:: EXTRACTED DATA ::
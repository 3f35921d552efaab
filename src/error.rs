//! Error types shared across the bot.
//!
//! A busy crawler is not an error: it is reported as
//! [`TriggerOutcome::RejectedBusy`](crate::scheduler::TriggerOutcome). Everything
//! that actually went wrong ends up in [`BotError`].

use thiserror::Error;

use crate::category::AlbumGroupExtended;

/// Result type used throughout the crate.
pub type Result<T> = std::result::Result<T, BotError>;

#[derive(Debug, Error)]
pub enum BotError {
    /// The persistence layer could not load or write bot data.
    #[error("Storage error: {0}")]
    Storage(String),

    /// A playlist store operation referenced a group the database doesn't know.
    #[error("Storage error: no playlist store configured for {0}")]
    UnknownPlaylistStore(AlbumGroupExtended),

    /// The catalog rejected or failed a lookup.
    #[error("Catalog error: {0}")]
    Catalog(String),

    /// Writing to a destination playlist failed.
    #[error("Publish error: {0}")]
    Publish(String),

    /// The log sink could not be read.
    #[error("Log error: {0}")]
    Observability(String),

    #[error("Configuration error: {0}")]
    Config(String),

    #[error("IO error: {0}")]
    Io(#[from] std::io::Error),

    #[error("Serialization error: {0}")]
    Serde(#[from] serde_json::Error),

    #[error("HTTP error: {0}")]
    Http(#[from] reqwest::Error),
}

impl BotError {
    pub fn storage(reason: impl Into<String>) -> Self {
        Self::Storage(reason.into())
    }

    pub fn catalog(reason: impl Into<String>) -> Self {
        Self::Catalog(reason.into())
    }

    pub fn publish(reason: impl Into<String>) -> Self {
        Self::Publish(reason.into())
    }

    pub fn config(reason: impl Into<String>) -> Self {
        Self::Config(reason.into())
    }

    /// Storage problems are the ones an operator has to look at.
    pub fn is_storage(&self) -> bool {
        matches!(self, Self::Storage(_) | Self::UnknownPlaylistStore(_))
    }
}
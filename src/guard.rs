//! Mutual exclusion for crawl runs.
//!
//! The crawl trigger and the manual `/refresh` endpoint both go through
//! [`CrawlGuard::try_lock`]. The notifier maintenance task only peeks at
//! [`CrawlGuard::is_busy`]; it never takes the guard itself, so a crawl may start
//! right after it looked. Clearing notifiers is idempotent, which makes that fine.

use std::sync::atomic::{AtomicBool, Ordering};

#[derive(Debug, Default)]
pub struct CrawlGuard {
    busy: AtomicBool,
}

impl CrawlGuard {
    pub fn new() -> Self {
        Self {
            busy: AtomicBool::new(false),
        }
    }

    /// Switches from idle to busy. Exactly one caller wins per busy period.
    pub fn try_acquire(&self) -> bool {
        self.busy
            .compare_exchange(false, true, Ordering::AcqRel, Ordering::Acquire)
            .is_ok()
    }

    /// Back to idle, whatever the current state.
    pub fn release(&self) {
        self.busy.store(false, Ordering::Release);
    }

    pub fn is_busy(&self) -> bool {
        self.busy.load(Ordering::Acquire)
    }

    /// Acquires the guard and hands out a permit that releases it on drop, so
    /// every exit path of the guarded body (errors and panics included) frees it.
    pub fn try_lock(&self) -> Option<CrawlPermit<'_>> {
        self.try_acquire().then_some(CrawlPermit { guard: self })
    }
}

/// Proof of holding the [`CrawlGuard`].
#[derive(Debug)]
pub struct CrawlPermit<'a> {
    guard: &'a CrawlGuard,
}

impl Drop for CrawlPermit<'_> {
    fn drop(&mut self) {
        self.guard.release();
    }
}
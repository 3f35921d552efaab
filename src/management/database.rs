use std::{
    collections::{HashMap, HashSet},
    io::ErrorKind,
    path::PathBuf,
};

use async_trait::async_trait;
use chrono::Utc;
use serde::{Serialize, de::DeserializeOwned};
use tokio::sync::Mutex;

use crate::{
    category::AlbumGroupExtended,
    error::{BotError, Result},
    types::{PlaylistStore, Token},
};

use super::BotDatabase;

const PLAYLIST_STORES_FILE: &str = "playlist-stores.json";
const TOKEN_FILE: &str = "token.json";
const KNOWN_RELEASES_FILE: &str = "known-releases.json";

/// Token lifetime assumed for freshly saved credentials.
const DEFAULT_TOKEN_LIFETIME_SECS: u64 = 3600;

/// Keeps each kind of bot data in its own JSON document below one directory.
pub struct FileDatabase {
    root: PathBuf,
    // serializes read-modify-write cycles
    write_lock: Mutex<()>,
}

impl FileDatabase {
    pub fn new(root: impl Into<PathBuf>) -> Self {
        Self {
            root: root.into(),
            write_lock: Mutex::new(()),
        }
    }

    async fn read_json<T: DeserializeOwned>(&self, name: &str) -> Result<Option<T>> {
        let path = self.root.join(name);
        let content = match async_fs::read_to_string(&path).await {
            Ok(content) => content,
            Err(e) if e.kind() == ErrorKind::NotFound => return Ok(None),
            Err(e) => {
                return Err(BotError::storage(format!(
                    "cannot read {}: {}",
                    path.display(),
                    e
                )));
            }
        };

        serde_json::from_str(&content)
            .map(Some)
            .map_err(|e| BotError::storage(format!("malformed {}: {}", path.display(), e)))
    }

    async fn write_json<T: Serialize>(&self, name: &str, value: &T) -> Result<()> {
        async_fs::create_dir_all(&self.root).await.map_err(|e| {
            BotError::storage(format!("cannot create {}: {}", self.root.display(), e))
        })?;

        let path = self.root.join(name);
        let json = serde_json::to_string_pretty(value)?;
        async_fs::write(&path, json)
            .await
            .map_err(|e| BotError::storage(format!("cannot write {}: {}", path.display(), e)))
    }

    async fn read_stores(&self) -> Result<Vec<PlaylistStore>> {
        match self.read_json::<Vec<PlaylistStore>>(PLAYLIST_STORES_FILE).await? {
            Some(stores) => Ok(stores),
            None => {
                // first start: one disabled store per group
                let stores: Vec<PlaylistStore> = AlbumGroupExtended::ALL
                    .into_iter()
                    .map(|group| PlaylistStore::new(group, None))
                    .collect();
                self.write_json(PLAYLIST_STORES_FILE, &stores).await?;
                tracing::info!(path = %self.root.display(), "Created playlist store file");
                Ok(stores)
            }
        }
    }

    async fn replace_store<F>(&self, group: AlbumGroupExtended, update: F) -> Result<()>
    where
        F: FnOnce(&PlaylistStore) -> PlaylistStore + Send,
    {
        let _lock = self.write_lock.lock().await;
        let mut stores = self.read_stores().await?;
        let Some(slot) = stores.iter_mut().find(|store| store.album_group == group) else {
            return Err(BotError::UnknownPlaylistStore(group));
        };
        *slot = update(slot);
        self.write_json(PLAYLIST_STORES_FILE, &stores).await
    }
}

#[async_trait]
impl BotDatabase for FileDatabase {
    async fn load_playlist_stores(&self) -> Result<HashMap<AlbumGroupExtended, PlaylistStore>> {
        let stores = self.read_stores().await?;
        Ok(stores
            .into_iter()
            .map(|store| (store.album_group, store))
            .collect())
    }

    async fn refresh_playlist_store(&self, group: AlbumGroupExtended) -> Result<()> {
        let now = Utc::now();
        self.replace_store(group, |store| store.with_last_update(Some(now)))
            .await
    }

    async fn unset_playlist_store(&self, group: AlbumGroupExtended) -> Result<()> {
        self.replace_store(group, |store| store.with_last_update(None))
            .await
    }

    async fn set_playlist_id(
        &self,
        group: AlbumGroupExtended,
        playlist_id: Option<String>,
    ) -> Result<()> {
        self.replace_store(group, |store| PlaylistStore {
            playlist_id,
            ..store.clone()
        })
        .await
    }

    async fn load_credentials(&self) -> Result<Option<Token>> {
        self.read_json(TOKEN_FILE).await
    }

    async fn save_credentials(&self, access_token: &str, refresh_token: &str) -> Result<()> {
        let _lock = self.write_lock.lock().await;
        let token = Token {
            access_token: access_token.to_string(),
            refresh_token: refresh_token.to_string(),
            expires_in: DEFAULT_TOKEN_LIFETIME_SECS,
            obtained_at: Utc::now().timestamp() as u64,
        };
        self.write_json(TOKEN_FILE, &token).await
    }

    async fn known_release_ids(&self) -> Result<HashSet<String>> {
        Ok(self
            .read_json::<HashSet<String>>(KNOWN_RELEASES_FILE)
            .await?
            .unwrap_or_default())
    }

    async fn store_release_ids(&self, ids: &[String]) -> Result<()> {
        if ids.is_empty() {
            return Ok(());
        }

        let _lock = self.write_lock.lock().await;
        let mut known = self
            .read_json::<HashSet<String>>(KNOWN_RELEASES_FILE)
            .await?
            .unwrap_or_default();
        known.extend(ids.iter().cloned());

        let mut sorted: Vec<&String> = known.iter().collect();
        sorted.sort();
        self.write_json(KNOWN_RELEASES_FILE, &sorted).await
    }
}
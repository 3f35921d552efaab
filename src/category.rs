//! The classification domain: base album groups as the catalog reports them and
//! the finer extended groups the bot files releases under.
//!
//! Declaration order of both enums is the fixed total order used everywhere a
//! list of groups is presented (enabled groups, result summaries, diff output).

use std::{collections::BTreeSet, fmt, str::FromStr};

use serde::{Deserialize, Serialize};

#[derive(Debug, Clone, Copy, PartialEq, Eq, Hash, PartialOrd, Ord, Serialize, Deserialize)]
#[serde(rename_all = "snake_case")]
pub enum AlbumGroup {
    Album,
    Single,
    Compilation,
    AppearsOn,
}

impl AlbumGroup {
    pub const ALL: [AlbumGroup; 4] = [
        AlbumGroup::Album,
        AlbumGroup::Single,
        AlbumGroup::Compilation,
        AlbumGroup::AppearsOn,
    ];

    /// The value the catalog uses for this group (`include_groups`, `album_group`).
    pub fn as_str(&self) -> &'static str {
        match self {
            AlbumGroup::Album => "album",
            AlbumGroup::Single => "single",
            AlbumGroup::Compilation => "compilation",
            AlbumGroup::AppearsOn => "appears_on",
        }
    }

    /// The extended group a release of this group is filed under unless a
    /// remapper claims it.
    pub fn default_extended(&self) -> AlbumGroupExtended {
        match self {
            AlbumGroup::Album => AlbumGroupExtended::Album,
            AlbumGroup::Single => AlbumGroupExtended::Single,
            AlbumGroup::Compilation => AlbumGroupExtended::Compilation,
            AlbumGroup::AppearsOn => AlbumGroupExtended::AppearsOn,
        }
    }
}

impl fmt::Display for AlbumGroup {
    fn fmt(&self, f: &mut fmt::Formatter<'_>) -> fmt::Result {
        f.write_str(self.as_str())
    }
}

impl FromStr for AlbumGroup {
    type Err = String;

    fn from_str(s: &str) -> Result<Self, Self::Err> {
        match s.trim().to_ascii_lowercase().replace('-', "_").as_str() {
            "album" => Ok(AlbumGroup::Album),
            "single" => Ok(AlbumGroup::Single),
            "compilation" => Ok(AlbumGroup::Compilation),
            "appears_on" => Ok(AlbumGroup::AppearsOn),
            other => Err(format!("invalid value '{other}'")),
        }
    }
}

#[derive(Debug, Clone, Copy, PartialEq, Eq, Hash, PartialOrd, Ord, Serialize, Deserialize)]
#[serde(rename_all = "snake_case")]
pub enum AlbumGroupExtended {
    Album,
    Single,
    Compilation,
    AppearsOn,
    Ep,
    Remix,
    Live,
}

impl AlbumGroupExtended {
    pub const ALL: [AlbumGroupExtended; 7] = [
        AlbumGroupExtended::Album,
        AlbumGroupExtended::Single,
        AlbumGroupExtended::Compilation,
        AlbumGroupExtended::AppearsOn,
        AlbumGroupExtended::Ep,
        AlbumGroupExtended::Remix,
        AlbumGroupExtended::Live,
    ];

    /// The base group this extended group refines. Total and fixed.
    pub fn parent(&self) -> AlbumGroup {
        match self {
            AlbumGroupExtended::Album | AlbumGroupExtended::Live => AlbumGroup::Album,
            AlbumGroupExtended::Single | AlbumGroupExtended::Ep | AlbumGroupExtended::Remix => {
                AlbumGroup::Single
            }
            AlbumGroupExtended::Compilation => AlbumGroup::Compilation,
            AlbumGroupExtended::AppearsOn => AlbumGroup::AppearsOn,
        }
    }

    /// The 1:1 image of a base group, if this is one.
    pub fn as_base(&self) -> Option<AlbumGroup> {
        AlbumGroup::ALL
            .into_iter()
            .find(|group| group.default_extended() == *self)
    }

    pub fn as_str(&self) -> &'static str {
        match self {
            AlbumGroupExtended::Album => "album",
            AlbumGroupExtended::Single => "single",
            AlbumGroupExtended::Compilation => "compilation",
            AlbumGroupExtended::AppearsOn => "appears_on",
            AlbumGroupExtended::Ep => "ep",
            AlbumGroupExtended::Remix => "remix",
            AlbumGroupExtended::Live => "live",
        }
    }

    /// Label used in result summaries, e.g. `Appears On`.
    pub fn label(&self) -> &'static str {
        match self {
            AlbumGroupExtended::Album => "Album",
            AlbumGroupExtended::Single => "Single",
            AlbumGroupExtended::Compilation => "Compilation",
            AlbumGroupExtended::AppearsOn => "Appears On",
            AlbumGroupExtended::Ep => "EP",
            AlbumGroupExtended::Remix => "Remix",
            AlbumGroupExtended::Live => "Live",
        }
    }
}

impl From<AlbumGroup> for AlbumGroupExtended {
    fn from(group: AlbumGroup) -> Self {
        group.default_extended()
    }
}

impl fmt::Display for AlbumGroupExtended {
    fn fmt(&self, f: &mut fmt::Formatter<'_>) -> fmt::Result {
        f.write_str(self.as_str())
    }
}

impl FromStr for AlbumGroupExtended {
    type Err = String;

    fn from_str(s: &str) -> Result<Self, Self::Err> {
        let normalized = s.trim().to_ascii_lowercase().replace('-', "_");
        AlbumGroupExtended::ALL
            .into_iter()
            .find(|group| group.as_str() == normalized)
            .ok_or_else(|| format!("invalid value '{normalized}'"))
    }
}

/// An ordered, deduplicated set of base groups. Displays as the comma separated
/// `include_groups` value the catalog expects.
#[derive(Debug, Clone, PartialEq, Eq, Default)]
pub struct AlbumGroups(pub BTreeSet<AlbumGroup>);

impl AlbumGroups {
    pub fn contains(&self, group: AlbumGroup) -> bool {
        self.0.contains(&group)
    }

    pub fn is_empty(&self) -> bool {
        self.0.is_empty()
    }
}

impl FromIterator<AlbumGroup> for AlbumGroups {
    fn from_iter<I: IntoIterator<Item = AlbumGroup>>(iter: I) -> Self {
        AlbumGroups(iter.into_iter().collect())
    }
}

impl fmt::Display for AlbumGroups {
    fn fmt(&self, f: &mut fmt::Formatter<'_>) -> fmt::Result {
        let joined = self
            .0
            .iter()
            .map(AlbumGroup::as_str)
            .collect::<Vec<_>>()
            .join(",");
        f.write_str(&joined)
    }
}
:::
GOAL OF THE EXERCISE: What is wanted is every line from the first line of the entries through the line that contains "pub type Result<T>", given again exactly.

ANSWER FOR THIS EXERCISE:
repository 3f35921d552efaab
filename src/error.rs
//! Error types shared across the bot.
//!
//! A busy crawler is not an error: it is reported as
//! [`TriggerOutcome::RejectedBusy`](crate::scheduler::TriggerOutcome). Everything
//! that actually went wrong ends up in [`BotError`].

use thiserror::Error;

use crate::category::AlbumGroupExtended;

/// Result type used throughout the crate.
pub type Result<T> = std::result::Result<T, BotError>;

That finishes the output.